▽

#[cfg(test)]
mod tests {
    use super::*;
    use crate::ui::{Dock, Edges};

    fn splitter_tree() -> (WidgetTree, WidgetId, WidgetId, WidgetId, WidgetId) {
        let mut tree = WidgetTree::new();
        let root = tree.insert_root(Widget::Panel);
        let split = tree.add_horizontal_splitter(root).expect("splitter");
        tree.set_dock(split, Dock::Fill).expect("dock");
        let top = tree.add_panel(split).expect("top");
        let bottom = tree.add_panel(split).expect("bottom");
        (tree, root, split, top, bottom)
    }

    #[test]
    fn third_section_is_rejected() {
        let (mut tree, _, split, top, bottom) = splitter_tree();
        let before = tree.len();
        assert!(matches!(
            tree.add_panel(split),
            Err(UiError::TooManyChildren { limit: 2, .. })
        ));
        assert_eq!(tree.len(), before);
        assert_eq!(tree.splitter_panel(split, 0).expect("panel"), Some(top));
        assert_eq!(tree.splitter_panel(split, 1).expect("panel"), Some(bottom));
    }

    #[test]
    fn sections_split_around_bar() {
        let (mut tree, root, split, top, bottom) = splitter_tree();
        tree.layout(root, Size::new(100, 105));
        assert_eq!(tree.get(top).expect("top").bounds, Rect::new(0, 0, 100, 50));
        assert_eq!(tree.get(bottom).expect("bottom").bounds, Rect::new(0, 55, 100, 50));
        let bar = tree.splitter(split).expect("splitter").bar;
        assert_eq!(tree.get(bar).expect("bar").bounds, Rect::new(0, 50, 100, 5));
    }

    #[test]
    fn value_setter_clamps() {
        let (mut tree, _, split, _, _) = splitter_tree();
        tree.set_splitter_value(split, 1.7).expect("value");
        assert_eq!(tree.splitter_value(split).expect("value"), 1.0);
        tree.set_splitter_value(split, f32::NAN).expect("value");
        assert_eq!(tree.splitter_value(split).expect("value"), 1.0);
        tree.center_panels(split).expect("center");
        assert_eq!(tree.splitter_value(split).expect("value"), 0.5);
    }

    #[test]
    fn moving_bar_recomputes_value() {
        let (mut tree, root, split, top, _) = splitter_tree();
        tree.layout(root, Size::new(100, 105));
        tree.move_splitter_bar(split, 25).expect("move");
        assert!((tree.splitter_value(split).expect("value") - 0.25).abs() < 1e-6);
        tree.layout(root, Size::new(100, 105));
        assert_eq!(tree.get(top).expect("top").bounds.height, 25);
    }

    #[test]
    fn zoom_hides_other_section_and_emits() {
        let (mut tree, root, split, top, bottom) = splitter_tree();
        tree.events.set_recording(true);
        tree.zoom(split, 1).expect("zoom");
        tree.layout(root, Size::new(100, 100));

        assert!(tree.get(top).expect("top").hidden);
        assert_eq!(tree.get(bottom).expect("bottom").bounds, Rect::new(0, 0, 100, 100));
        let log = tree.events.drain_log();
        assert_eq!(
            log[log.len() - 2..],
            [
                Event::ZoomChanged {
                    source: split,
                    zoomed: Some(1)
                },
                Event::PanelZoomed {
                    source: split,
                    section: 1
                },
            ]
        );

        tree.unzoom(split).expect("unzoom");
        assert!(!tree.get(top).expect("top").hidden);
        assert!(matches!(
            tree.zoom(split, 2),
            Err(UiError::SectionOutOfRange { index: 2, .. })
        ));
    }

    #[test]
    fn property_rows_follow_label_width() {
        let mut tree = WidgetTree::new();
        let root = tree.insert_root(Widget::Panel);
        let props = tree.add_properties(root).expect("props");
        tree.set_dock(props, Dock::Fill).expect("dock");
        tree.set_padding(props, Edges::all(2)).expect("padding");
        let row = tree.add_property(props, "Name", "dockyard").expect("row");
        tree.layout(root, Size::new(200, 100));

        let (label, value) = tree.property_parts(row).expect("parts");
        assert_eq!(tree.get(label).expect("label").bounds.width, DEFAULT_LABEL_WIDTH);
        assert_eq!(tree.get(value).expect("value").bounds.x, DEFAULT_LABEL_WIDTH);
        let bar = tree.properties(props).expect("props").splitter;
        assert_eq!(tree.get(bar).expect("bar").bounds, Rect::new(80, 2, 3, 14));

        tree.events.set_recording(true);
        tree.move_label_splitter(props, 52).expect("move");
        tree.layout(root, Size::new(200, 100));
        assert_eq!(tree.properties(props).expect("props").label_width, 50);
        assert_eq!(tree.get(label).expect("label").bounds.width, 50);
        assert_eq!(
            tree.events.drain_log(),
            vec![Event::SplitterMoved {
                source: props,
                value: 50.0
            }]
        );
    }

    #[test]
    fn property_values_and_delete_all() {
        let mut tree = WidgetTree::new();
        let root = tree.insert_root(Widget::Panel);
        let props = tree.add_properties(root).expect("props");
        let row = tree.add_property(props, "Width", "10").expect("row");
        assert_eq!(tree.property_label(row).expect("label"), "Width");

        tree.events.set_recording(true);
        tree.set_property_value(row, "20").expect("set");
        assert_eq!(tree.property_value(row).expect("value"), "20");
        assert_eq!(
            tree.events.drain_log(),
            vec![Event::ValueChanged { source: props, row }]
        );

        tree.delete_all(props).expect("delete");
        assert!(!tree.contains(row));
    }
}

△

EXERCISE DETAILS: Find, please, how many lines in the data include the word "source", and put down that number only.

YOUR SOLUTION: 4